By Phillip Bailey
There will be a sharp contrast in Louisville during this year’s celebration of the Dr. Martin Luther King, Jr. holiday. As usual local politicians, multicultural organizations and civil rights activists have prepared a variety of polished and pristine events to further drain King’s legacy.
Always forgotten is the radical who attempted to build a progressive coalition that would brashly confront what Dr. King called the three principle evils in America, “the problem of racism, the problem of economic exploitation and the problem of war.”
At the top of that sugar coated list is the celebration concert hosted by Mayor Jerry E. Abramson and the Louisville Orchestra, who’ve invited special guest Laquita Mitchell to sing familiar spirituals while they pass out awards.
Beneath that thin candy shell and other similar events is the stench from the recent controversy over renaming Louisville’s 22nd Street to MLK Boulevard.

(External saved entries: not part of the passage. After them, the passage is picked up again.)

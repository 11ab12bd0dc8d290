use std::collections::BTreeMap;

use rust_decimal::prelude::ToPrimitive;
use serde_json::{Map, Value};

use aether_storage::Storage;
use aether_storage::entities::dimension_collectors;

use crate::expr;
use crate::precision::to_decimal;

#[derive(Debug, Clone, Copy, PartialEq, Eq)]
pub enum CollectorSource {
    Request,
    Response,
    Metadata,
    Computed,
}

impl CollectorSource {
    pub fn parse(value: &str) -> Option<Self> {
        match value.trim().to_ascii_lowercase().as_str() {
            "request" => Some(CollectorSource::Request),
            "response" => Some(CollectorSource::Response),
            "metadata" => Some(CollectorSource::Metadata),
            "computed" => Some(CollectorSource::Computed),
            _ => None,
        }
    }

    pub fn as_str(self) -> &'static str {
        match self {
            CollectorSource::Request => "request",
            CollectorSource::Response => "response",
            CollectorSource::Metadata => "metadata",
            CollectorSource::Computed => "computed",
        }
    }
}

#[derive(Debug, Clone, Copy, PartialEq, Eq)]
pub enum CollectorValueType {
    Int,
    Float,
    Str,
}

impl CollectorValueType {
    pub fn parse(value: &str) -> Self {
        match value.trim().to_ascii_lowercase().as_str() {
            "int" => CollectorValueType::Int,
            "string" | "str" => CollectorValueType::Str,
            _ => CollectorValueType::Float,
        }
    }

    pub fn as_str(self) -> &'static str {
        match self {
            CollectorValueType::Int => "int",
            CollectorValueType::Float => "float",
            CollectorValueType::Str => "string",
        }
    }
}

/// One extraction rule for a billing dimension; data, not code.
#[derive(Debug, Clone)]
pub struct CollectorSpec {
    pub api_format: String,
    pub task_type: String,
    pub dimension_name: String,
    pub source: CollectorSource,
    pub source_path: Option<String>,
    pub value_type: CollectorValueType,
    pub transform_expression: Option<String>,
    pub default_value: Option<String>,
    pub priority: i32,
    pub is_enabled: bool,
}

impl From<dimension_collectors::Model> for CollectorSpec {
    fn from(model: dimension_collectors::Model) -> Self {
        Self {
            api_format: model.api_format,
            task_type: model.task_type,
            dimension_name: model.dimension_name,
            source: CollectorSource::parse(&model.source_type)
                .unwrap_or(CollectorSource::Response),
            source_path: model.source_path,
            value_type: CollectorValueType::parse(&model.value_type),
            transform_expression: model.transform_expression,
            default_value: model.default_value,
            priority: model.priority,
            is_enabled: model.is_enabled,
        }
    }
}

#[derive(Debug, Clone, Copy, Default)]
pub struct DimensionCollectInput<'a> {
    pub request: Option<&'a Value>,
    pub response: Option<&'a Value>,
    pub metadata: Option<&'a Value>,
    pub base_dimensions: Option<&'a Map<String, Value>>,
}

fn dot_path<'a>(root: &'a Value, path: &str) -> Option<&'a Value> {
    let mut cursor = root;
    for part in path.split('.') {
        if part.is_empty() {
            continue;
        }
        cursor = cursor.as_object()?.get(part)?;
    }
    Some(cursor)
}

fn coerce(value: Value, value_type: CollectorValueType) -> Option<Value> {
    match value_type {
        CollectorValueType::Int => match &value {
            Value::Number(n) => n
                .as_i64()
                .or_else(|| n.as_f64().map(|f| f as i64))
                .map(Value::from),
            Value::String(s) => s
                .trim()
                .parse::<f64>()
                .ok()
                .map(|f| Value::from(f as i64)),
            _ => None,
        },
        CollectorValueType::Float => match &value {
            Value::Number(n) => n.as_f64().map(Value::from),
            Value::String(s) => s.trim().parse::<f64>().ok().map(Value::from),
            _ => None,
        },
        CollectorValueType::Str => match value {
            Value::String(s) => Some(Value::String(s)),
            Value::Number(n) => Some(Value::String(n.to_string())),
            Value::Bool(b) => Some(Value::String(b.to_string())),
            _ => None,
        },
    }
}

fn coerce_default(raw: &str, value_type: CollectorValueType) -> Option<Value> {
    coerce(Value::String(raw.to_string()), value_type)
}

/// Pure extraction runtime: applies a collector set to one request's data and
/// produces a flat `{dimension_name -> value}` map.
#[derive(Debug, Clone, Copy, Default)]
pub struct DimensionCollectorRuntime;

impl DimensionCollectorRuntime {
    pub fn new() -> Self {
        Self
    }

    pub fn collect(
        &self,
        collectors: &[CollectorSpec],
        inp: DimensionCollectInput<'_>,
    ) -> Map<String, Value> {
        let mut dims: Map<String, Value> = inp.base_dimensions.cloned().unwrap_or_default();

        let mut ordered: Vec<&CollectorSpec> =
            collectors.iter().filter(|c| c.is_enabled).collect();
        ordered.sort_by_key(|c| std::cmp::Reverse(c.priority));

        // Source-backed collectors resolve first so computed ones can see them.
        // Caller-supplied base dimensions and higher-priority hits win; a
        // lower-priority collector only runs while its dimension is unset.
        for phase_computed in [false, true] {
            for collector in ordered
                .iter()
                .filter(|c| (c.source == CollectorSource::Computed) == phase_computed)
            {
                if dims.contains_key(&collector.dimension_name) {
                    continue;
                }
                if let Some(value) = self.resolve(collector, &dims, inp) {
                    dims.insert(collector.dimension_name.clone(), value);
                }
            }
        }

        dims
    }

    fn resolve(
        &self,
        collector: &CollectorSpec,
        dims: &Map<String, Value>,
        inp: DimensionCollectInput<'_>,
    ) -> Option<Value> {
        let raw = match collector.source {
            CollectorSource::Computed => {
                let expression = collector.transform_expression.as_deref()?;
                let scope: BTreeMap<String, rust_decimal::Decimal> = dims
                    .iter()
                    .filter_map(|(k, v)| to_decimal(v).map(|d| (k.clone(), d)))
                    .collect();
                let value = expr::evaluate_str(expression, &scope).ok()?;
                Some(decimal_value(value))
            }
            source => {
                let root = match source {
                    CollectorSource::Request => inp.request,
                    CollectorSource::Response => inp.response,
                    CollectorSource::Metadata => inp.metadata,
                    CollectorSource::Computed => None,
                }?;
                let found = dot_path(root, collector.source_path.as_deref()?)
                    .filter(|v| !v.is_null())
                    .cloned()?;
                match collector.transform_expression.as_deref() {
                    Some(expression) => {
                        let mut scope = BTreeMap::new();
                        scope.insert("value".to_string(), to_decimal(&found)?);
                        let value = expr::evaluate_str(expression, &scope).ok()?;
                        Some(decimal_value(value))
                    }
                    None => Some(found),
                }
            }
        };

        match raw.and_then(|v| coerce(v, collector.value_type)) {
            Some(value) => Some(value),
            None => collector
                .default_value
                .as_deref()
                .and_then(|d| coerce_default(d, collector.value_type)),
        }
    }
}

fn decimal_value(value: rust_decimal::Decimal) -> Value {
    value.to_f64().map(Value::from).unwrap_or(Value::Null)
}

/// Storage-backed collector lookup with the built-in defaults merged in.
pub struct DimensionCollectorService<'a> {
    storage: &'a dyn Storage,
    runtime: DimensionCollectorRuntime,
}

impl<'a> DimensionCollectorService<'a> {
    pub fn new(storage: &'a dyn Storage) -> Self {
        Self {
            storage,
            runtime: DimensionCollectorRuntime::new(),
        }
    }

    /// Enabled collectors for `(api_format, task_type)`, built-ins included.
    ///
    /// Video formats additionally pull the matching `family:chat` collectors:
    /// the shipped video defaults live under the chat format key.
    pub async fn list_enabled_collectors(
        &self,
        api_format: &str,
        task_type: &str,
    ) -> Vec<CollectorSpec> {
        let api_format = api_format.trim().to_ascii_lowercase();
        let task_type = task_type.trim().to_ascii_lowercase();

        let mut formats = vec![api_format.clone()];
        if let Ok(sig) = aether_protocol::parse_signature_key(&api_format)
            && sig.endpoint_kind == aether_protocol::EndpointKind::Video
        {
            formats.push(format!("{}:chat", sig.api_family.as_str()));
        }

        let mut out: Vec<CollectorSpec> = Vec::new();
        for format in &formats {
            if let Ok(rows) = self.storage.enabled_collectors(format, &task_type).await {
                out.extend(rows.into_iter().map(CollectorSpec::from));
            }
            out.extend(
                crate::collector_defs::builtin_collectors()
                    .into_iter()
                    .filter(|c| c.api_format == *format && c.task_type == task_type),
            );
        }
        out.sort_by_key(|c| std::cmp::Reverse(c.priority));
        out
    }

    pub async fn collect_dimensions(
        &self,
        api_format: Option<&str>,
        task_type: Option<&str>,
        inp: DimensionCollectInput<'_>,
    ) -> Map<String, Value> {
        let collectors = self
            .list_enabled_collectors(
                api_format.unwrap_or(""),
                task_type.unwrap_or("chat"),
            )
            .await;
        self.runtime.collect(&collectors, inp)
    }
}

#[cfg(test)]
mod tests {
    use super::*;
    use serde_json::json;

    fn spec(
        dimension: &str,
        source: CollectorSource,
        path: Option<&str>,
        value_type: CollectorValueType,
        priority: i32,
    ) -> CollectorSpec {
        CollectorSpec {
            api_format: "openai:chat".to_string(),
            task_type: "chat".to_string(),
            dimension_name: dimension.to_string(),
            source,
            source_path: path.map(str::to_string),
            value_type,
            transform_expression: None,
            default_value: None,
            priority,
            is_enabled: true,
        }
    }

    #[test]
    fn higher_priority_wins_then_falls_back() {
        let runtime = DimensionCollectorRuntime::new();
        let collectors = vec![
            spec(
                "input_tokens",
                CollectorSource::Response,
                Some("usage.prompt_tokens"),
                CollectorValueType::Int,
                10,
            ),
            spec(
                "input_tokens",
                CollectorSource::Response,
                Some("usageMetadata.promptTokenCount"),
                CollectorValueType::Int,
                5,
            ),
        ];
        let response = json!({"usageMetadata": {"promptTokenCount": 123}});
        let dims = runtime.collect(
            &collectors,
            DimensionCollectInput {
                response: Some(&response),
                ..Default::default()
            },
        );
        assert_eq!(dims["input_tokens"], json!(123));
    }

    #[test]
    fn transform_expression_applies_to_raw_value() {
        let runtime = DimensionCollectorRuntime::new();
        let mut collector = spec(
            "file_size_mb",
            CollectorSource::Metadata,
            Some("result.file_size_bytes"),
            CollectorValueType::Float,
            0,
        );
        collector.transform_expression = Some("value / 1024 / 1024".to_string());
        let metadata = json!({"result": {"file_size_bytes": 1048576}});
        let dims = runtime.collect(
            &[collector],
            DimensionCollectInput {
                metadata: Some(&metadata),
                ..Default::default()
            },
        );
        assert!((dims["file_size_mb"].as_f64().unwrap() - 1.0).abs() < 1e-9);
    }

    #[test]
    fn computed_collectors_see_resolved_dimensions() {
        let runtime = DimensionCollectorRuntime::new();
        let mut total = spec(
            "total_input_tokens",
            CollectorSource::Computed,
            None,
            CollectorValueType::Int,
            0,
        );
        total.transform_expression = Some("input_tokens + cache_read_tokens".to_string());
        let collectors = vec![
            spec(
                "input_tokens",
                CollectorSource::Request,
                Some("usage.input_tokens"),
                CollectorValueType::Int,
                0,
            ),
            spec(
                "cache_read_tokens",
                CollectorSource::Request,
                Some("usage.cache_read_tokens"),
                CollectorValueType::Int,
                0,
            ),
            total,
        ];
        let request = json!({"usage": {"input_tokens": 100, "cache_read_tokens": 20}});
        let dims = runtime.collect(
            &collectors,
            DimensionCollectInput {
                request: Some(&request),
                ..Default::default()
            },
        );
        assert_eq!(dims["total_input_tokens"], json!(120));
    }

    #[test]
    fn coercion_failure_falls_back_to_default_then_drops() {
        let runtime = DimensionCollectorRuntime::new();
        let mut with_default = spec(
            "count",
            CollectorSource::Response,
            Some("count"),
            CollectorValueType::Int,
            0,
        );
        with_default.default_value = Some("7".to_string());
        let response = json!({"count": {"not": "a number"}});
        let dims = runtime.collect(
            &[with_default],
            DimensionCollectInput {
                response: Some(&response),
                ..Default::default()
            },
        );
        assert_eq!(dims["count"], json!(7));

        let without_default = spec(
            "count",
            CollectorSource::Response,
            Some("count"),
            CollectorValueType::Int,
            0,
        );
        let dims = runtime.collect(
            &[without_default],
            DimensionCollectInput {
                response: Some(&response),
                ..Default::default()
            },
        );
        assert!(!dims.contains_key("count"));
    }
}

During the winter holidays Metro Council member Barbara Shanklin sponsored a plan to rename the otherwise mundane thoroughfare after the slain civil rights icon. This seemed historically fitting because Dr. King’s younger brother A.D. King preached at Zion Baptist Church, located at 22nd Street and Muhammad Ali Boulevard.
However, 22nd Street’s north side, which is the mostly working-class white neighborhood known as Portland, angrily rebuffed the proposal last month at a meeting held at Nelligan Hall. “[Dr. King] is not part of our community,” said Portland resident Jason Semar. Like many before, during and after that meeting, Semar kept highlighting Portland’s German-Irish heritage as the main reason for rejecting the name change.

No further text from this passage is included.